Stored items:
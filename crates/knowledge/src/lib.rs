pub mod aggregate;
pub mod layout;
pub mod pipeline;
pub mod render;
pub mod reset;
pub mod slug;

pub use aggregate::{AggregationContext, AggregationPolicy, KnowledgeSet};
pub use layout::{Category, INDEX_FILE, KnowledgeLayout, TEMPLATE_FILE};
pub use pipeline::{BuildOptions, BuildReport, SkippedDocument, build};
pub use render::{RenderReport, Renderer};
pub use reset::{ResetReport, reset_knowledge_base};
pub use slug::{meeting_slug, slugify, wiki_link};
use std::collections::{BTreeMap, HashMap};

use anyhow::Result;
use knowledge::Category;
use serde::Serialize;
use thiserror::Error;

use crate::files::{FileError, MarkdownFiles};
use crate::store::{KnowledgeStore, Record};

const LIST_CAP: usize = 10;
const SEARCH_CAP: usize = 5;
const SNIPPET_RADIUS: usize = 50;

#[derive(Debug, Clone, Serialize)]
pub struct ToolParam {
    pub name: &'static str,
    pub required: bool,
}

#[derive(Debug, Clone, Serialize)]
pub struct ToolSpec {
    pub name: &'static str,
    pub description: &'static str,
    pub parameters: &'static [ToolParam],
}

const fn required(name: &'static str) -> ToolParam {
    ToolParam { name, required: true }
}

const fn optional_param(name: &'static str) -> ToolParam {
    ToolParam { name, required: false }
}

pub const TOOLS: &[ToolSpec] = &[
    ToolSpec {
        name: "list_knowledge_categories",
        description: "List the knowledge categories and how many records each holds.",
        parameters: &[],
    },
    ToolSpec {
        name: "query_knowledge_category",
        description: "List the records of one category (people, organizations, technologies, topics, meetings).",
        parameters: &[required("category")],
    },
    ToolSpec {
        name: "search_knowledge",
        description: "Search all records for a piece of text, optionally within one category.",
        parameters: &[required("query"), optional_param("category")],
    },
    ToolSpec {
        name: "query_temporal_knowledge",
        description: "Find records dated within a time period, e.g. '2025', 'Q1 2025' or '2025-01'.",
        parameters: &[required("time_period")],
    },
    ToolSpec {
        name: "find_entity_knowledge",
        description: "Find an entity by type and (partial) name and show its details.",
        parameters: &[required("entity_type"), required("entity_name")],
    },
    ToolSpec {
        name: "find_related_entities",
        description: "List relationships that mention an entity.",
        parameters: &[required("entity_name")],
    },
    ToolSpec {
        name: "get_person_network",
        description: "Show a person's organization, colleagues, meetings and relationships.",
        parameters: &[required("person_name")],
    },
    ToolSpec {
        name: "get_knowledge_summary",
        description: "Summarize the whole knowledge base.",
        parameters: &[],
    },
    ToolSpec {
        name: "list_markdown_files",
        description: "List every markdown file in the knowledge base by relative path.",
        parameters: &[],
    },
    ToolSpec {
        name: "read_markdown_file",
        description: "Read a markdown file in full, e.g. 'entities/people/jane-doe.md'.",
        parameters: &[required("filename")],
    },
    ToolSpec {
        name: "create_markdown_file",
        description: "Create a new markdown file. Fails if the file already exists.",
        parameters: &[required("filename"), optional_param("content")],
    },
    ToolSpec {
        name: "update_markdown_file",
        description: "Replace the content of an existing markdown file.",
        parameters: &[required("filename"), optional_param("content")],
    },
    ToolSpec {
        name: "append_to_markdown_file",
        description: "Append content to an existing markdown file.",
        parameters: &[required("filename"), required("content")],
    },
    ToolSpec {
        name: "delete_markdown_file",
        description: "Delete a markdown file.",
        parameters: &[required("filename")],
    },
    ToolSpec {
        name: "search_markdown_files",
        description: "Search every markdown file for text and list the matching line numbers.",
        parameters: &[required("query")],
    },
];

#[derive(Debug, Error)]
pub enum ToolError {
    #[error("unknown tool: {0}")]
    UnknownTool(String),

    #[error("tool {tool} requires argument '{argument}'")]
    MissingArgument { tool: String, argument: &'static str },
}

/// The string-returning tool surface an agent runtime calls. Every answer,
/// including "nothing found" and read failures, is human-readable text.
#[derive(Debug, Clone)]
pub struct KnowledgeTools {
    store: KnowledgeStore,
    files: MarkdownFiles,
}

...

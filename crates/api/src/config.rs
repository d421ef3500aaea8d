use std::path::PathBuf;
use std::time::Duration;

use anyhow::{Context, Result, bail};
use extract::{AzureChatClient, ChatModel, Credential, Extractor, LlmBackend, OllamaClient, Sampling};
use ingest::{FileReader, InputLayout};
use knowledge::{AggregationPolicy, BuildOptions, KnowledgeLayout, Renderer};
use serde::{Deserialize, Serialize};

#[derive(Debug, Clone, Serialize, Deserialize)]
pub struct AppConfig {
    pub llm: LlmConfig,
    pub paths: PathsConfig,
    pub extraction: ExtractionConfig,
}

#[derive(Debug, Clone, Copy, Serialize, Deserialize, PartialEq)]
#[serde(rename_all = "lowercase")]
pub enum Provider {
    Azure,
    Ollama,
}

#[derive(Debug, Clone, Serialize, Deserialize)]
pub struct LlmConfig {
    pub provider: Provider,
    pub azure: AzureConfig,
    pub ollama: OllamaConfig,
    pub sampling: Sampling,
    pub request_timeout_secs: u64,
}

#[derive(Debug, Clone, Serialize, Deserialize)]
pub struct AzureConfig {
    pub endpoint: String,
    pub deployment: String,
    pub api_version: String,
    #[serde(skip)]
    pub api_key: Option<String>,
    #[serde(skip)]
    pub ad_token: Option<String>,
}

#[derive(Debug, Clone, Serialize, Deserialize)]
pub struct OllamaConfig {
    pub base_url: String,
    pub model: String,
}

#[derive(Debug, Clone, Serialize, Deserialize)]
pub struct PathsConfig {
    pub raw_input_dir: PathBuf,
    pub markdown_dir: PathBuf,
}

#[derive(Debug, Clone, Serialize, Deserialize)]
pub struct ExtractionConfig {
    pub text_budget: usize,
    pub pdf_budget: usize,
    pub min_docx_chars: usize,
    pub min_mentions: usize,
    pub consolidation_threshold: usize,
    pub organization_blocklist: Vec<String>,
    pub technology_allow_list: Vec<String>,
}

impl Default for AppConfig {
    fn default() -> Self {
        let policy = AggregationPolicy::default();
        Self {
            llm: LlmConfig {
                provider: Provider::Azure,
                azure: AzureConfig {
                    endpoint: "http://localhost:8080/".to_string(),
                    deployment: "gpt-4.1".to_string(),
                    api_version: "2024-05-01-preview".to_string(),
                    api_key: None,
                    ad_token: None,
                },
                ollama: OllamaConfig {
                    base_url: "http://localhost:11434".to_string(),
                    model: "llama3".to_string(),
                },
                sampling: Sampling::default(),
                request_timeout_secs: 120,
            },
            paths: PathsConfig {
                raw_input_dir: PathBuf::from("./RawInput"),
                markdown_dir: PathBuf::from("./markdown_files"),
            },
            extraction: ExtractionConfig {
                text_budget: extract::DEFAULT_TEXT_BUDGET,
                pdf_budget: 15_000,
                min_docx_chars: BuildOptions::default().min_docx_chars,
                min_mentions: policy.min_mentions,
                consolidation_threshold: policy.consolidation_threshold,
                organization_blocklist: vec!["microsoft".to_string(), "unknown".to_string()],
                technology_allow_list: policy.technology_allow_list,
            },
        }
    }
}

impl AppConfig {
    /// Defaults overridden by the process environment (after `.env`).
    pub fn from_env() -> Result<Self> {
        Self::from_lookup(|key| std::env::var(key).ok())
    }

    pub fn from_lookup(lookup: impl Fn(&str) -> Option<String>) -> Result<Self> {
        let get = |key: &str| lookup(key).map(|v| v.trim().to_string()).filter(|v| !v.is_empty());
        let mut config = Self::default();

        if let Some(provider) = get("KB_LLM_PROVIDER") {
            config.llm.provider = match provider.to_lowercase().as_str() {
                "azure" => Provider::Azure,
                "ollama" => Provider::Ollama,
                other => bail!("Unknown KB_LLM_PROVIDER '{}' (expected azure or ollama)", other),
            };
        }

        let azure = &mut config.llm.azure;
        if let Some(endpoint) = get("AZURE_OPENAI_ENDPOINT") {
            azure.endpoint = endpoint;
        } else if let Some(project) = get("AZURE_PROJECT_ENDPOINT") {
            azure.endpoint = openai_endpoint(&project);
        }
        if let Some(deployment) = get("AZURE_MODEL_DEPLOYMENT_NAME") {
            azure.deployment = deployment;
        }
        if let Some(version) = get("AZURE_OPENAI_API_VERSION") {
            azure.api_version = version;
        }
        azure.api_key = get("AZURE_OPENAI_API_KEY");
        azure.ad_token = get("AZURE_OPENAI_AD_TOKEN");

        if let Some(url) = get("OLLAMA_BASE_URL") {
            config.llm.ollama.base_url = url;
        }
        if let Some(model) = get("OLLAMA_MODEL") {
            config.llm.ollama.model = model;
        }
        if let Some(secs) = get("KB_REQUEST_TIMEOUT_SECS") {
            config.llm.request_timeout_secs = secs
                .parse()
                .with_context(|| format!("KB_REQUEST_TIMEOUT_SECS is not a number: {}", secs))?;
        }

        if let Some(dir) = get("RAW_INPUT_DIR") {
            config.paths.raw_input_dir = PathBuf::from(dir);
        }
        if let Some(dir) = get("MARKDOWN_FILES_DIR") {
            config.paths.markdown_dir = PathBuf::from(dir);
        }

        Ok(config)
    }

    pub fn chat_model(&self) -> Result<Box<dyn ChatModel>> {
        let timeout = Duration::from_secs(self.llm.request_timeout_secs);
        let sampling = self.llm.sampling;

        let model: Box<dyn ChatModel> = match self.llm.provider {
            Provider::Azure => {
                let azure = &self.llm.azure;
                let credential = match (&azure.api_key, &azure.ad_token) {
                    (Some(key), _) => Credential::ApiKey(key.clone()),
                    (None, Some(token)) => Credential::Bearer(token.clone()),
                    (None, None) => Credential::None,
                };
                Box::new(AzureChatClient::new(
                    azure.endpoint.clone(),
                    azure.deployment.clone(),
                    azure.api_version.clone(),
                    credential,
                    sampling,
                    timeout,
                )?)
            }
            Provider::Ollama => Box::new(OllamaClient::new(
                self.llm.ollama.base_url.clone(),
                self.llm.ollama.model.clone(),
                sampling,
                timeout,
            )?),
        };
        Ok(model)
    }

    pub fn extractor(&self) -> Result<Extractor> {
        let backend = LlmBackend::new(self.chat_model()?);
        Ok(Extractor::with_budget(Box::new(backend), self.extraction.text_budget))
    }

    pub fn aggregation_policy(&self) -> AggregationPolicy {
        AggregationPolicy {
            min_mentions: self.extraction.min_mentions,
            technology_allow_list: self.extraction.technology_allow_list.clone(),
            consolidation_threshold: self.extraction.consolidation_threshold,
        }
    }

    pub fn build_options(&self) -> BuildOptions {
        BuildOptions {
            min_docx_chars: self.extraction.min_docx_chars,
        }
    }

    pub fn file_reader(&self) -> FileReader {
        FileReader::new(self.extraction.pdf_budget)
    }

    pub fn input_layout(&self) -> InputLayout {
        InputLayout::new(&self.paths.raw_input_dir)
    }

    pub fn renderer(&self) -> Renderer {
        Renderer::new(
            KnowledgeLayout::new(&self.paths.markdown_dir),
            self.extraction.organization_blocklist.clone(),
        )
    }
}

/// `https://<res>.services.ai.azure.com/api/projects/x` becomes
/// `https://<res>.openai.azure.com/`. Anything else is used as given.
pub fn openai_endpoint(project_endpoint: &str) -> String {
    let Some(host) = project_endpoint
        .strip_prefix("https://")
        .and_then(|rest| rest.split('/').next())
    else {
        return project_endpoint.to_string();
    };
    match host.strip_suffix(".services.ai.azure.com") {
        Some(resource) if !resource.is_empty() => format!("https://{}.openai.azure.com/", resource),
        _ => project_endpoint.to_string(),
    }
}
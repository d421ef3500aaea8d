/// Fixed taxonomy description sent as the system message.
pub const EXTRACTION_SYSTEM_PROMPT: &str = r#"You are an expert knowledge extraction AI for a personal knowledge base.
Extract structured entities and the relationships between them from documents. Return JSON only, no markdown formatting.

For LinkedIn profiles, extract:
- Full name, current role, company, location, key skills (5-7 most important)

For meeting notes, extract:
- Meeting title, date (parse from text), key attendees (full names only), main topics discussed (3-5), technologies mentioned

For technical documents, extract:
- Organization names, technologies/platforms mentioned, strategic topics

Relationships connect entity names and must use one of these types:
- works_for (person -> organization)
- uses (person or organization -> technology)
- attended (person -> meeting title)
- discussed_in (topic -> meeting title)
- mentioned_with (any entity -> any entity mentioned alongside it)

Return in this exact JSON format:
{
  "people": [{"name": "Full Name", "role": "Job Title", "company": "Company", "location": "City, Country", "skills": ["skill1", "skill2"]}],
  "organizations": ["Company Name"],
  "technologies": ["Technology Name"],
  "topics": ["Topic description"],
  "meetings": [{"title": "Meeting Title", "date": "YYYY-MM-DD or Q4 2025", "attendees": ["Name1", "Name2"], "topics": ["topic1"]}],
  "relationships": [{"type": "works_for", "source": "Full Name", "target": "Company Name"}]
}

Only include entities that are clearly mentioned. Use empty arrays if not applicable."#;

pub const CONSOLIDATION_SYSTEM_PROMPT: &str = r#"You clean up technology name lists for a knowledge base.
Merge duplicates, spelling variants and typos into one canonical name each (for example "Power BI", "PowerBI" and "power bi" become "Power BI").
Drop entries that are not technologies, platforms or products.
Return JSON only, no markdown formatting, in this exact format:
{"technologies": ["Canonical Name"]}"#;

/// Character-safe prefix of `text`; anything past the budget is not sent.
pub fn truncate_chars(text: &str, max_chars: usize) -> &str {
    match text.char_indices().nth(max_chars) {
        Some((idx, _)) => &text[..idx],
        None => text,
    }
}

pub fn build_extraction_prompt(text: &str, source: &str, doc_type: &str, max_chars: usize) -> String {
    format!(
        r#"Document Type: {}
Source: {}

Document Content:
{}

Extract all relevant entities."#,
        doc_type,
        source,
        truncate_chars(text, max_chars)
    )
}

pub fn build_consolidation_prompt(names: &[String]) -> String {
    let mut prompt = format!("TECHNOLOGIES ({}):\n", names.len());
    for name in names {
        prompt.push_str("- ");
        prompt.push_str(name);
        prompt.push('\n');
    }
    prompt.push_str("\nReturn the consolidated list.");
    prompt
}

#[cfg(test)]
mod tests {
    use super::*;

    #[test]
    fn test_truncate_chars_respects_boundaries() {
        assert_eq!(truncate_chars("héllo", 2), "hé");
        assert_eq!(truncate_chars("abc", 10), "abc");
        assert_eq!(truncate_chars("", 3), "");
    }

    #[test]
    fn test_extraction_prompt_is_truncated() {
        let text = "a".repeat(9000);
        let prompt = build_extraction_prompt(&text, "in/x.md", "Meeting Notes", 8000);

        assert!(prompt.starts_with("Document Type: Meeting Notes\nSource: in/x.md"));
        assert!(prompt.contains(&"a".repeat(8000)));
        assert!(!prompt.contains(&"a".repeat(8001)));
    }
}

ASSIGNED TASK
If a line of the records includes the string "impl", copy it out.

SOLUTION TO THIS TASK
impl Default for AppConfig {
impl AppConfig {
    pub fn from_lookup(lookup: impl Fn(&str) -> Option<String>) -> Result<Self> {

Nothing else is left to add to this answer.